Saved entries
■ ■ ■ ■ ■ ■ ■
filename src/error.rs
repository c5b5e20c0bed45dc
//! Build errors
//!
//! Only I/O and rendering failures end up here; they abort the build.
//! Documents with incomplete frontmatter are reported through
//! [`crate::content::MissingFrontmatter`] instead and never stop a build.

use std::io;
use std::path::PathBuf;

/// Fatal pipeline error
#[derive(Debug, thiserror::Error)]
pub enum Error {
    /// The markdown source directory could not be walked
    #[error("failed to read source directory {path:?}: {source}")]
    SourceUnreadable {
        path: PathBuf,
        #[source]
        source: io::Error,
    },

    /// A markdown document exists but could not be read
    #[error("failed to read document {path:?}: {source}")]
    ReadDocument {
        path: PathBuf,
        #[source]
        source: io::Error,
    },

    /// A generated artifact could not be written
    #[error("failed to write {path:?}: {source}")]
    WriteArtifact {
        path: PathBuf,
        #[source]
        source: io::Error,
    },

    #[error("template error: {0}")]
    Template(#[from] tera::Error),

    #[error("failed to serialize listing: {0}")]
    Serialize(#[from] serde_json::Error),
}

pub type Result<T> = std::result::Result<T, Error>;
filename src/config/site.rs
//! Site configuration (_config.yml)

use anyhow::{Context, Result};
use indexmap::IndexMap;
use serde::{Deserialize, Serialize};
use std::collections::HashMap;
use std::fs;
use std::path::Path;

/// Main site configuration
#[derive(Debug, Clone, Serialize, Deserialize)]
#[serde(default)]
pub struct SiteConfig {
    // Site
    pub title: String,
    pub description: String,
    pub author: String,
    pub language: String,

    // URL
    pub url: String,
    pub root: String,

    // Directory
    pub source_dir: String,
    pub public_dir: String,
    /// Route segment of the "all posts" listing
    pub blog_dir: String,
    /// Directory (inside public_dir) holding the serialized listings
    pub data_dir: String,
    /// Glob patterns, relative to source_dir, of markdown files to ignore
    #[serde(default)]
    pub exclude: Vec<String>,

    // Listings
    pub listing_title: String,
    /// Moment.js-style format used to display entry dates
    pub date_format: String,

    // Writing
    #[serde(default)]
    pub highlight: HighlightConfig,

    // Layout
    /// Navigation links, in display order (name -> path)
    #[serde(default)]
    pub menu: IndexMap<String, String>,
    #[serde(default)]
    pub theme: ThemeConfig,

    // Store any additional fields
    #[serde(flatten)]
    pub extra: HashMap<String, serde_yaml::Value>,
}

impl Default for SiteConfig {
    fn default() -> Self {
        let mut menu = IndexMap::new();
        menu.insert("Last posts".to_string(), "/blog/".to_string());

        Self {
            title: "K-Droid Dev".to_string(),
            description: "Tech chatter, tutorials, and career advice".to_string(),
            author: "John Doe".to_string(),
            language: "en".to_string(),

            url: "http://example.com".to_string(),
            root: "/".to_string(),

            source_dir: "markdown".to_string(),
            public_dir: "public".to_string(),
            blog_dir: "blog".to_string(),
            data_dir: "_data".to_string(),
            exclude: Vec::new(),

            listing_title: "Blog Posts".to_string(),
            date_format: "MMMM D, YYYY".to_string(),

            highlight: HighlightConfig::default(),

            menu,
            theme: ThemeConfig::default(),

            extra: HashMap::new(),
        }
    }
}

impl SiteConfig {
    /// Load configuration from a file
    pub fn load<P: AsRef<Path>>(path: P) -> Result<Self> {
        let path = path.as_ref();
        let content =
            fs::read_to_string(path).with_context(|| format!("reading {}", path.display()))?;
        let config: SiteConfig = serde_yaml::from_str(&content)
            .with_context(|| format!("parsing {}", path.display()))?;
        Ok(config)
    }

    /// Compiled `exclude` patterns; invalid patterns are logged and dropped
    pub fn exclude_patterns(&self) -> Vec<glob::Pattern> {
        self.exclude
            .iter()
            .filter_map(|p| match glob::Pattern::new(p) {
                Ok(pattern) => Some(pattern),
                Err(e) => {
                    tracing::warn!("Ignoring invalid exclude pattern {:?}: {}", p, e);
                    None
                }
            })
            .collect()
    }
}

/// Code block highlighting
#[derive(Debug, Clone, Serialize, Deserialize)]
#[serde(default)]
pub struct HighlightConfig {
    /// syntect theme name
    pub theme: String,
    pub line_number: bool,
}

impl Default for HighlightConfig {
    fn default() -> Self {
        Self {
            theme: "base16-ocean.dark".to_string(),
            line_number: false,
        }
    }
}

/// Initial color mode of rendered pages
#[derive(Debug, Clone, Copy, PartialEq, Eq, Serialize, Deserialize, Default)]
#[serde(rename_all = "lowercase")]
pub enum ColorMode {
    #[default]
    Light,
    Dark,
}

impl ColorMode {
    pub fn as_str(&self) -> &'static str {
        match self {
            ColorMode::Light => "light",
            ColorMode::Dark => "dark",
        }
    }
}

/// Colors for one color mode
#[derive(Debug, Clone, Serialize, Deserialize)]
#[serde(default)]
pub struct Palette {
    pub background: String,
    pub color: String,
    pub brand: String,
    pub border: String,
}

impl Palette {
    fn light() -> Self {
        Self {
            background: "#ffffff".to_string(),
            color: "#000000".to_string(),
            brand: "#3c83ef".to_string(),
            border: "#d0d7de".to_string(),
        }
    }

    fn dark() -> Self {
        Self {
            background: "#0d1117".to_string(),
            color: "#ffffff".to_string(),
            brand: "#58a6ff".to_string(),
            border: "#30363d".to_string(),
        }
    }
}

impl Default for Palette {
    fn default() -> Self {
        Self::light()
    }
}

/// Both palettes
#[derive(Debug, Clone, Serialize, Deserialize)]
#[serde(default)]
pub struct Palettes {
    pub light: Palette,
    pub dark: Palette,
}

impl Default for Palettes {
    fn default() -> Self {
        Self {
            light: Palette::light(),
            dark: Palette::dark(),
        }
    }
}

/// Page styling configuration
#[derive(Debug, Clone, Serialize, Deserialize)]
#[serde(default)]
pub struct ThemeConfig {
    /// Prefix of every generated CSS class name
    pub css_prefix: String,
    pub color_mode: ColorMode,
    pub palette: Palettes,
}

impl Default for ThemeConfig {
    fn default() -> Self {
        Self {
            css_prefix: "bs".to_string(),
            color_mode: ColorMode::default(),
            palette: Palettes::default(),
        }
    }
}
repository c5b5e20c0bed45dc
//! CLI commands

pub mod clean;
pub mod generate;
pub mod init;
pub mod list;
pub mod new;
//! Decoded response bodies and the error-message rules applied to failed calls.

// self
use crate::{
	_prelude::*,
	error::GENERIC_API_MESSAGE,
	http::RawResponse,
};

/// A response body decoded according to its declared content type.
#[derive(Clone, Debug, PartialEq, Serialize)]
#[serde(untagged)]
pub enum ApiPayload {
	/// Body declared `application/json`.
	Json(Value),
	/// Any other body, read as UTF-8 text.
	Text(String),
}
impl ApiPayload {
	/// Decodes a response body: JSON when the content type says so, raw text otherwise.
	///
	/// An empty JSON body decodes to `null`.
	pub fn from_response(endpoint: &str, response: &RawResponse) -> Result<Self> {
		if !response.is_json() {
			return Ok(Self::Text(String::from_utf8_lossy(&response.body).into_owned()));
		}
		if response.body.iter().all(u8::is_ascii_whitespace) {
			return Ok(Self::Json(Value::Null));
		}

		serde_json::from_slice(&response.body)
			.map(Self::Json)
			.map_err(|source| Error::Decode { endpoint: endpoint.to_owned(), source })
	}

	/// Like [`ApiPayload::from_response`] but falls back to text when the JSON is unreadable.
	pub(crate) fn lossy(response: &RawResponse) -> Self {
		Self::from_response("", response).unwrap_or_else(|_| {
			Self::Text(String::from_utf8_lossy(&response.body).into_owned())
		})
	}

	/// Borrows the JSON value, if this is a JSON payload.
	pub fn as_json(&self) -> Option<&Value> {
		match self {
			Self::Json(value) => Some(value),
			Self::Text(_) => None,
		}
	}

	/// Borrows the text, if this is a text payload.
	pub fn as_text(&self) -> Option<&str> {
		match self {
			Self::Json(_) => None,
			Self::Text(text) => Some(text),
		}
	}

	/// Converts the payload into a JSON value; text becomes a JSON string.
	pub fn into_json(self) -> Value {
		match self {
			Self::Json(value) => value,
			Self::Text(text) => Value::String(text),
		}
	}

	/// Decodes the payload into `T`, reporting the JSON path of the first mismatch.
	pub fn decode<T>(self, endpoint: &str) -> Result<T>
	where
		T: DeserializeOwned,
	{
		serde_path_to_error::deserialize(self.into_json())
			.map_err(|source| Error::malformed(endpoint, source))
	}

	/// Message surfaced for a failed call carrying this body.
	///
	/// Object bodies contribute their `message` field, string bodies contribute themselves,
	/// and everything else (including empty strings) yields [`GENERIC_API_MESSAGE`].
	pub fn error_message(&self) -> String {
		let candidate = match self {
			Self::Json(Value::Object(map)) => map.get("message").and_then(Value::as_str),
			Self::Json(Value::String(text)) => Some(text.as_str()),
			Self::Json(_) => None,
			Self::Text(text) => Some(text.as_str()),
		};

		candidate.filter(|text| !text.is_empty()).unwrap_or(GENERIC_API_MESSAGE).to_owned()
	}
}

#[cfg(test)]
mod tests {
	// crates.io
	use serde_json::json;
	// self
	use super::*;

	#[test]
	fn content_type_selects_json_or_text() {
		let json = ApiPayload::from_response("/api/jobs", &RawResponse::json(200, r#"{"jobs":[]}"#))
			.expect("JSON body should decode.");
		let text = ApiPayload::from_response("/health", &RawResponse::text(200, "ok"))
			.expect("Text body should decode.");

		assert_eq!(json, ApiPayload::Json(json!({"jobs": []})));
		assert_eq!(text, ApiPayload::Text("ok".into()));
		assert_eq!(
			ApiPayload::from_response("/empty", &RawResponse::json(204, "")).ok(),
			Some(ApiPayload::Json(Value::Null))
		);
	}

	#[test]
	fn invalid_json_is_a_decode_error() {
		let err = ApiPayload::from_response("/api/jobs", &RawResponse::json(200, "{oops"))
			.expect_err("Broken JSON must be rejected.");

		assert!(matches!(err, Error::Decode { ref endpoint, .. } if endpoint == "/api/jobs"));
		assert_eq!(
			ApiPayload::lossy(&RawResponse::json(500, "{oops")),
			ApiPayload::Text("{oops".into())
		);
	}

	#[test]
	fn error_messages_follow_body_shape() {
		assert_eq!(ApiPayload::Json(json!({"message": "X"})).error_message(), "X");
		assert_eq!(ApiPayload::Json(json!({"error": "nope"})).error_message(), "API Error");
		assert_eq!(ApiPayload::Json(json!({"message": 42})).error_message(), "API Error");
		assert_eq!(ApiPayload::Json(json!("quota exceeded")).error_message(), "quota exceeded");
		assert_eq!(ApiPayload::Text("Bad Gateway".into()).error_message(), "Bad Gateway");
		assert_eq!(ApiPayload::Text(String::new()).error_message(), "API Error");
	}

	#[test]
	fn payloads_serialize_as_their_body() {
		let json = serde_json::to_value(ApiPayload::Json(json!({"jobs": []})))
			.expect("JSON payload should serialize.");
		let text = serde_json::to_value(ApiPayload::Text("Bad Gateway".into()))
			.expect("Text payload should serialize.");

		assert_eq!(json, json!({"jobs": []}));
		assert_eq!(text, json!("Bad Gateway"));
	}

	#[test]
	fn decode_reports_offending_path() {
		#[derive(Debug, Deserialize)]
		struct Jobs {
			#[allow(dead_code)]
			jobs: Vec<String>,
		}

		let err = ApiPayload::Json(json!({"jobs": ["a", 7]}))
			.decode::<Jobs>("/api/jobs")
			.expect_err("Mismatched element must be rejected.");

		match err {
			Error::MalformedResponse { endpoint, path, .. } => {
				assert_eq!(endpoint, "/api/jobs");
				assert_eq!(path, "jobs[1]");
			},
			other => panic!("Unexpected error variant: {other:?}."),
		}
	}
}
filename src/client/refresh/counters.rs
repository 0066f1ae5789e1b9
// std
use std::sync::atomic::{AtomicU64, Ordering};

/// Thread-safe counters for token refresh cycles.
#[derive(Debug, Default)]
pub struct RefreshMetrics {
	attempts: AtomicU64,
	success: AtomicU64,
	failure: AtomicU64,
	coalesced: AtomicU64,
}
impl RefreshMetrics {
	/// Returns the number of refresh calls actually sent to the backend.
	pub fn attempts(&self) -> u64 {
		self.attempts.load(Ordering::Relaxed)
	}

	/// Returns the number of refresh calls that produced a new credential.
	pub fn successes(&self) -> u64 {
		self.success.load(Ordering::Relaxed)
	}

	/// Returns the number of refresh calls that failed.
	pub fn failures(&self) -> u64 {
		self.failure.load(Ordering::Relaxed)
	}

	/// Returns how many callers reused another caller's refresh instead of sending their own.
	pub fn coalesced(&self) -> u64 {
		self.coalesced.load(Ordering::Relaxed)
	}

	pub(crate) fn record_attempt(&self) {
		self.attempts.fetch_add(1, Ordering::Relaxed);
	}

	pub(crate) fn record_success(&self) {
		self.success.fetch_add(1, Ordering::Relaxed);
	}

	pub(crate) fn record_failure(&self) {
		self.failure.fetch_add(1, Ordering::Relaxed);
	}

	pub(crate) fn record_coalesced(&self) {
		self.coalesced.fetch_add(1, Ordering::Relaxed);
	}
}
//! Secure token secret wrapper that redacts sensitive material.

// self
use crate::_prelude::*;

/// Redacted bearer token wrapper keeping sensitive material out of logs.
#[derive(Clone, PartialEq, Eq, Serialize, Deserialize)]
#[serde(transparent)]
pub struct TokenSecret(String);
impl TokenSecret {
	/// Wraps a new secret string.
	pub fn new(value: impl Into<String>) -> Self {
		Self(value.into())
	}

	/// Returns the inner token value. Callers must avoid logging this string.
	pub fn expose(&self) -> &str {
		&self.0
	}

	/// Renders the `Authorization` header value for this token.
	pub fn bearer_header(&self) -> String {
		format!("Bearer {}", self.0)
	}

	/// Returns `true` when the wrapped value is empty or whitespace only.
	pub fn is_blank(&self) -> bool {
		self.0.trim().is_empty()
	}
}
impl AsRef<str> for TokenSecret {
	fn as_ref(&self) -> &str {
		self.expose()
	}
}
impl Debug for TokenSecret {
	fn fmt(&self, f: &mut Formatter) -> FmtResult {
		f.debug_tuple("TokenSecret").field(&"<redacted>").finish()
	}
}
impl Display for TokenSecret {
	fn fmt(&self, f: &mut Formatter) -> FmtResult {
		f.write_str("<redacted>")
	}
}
■ ■ ■ ■ ■ ■ ■
Exercise goal.
Every line containing the string "RawResponse" in the entries should be counted; give the resulting number and nothing else.

Result of this exercise.
8